*** Begin section ***
//! Prelude module for convenient imports.
//!
//! ```rust
//! use iptu_api::prelude::*;
//! ```

// Client
pub use crate::Client;
pub use crate::ClientBuilder;
pub use crate::ClientConfig;
pub use crate::RetryConfig;
pub use crate::TimeoutScope;

// Errors
pub use crate::ConfigError;
pub use crate::Error;
pub use crate::ErrorKind;
pub use crate::Result;

pub use crate::RateLimitSnapshot;

// Types
pub use crate::types::{
    Cidade, ComparablesRequest, EstimateRequest, GuiaRequest, Imovel, Parte, SimulacaoRequest,
};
*** End section ***
What to produce: Provide all the records again, word for word.

Solution below:
//! Prelude module for convenient imports.
//!
//! ```rust
//! use iptu_api::prelude::*;
//! ```

// Client
pub use crate::Client;
pub use crate::ClientBuilder;
pub use crate::ClientConfig;
pub use crate::RetryConfig;
pub use crate::TimeoutScope;

// Errors
pub use crate::ConfigError;
pub use crate::Error;
pub use crate::ErrorKind;
pub use crate::Result;

pub use crate::RateLimitSnapshot;

// Types
pub use crate::types::{
    Cidade, ComparablesRequest, EstimateRequest, GuiaRequest, Imovel, Parte, SimulacaoRequest,
};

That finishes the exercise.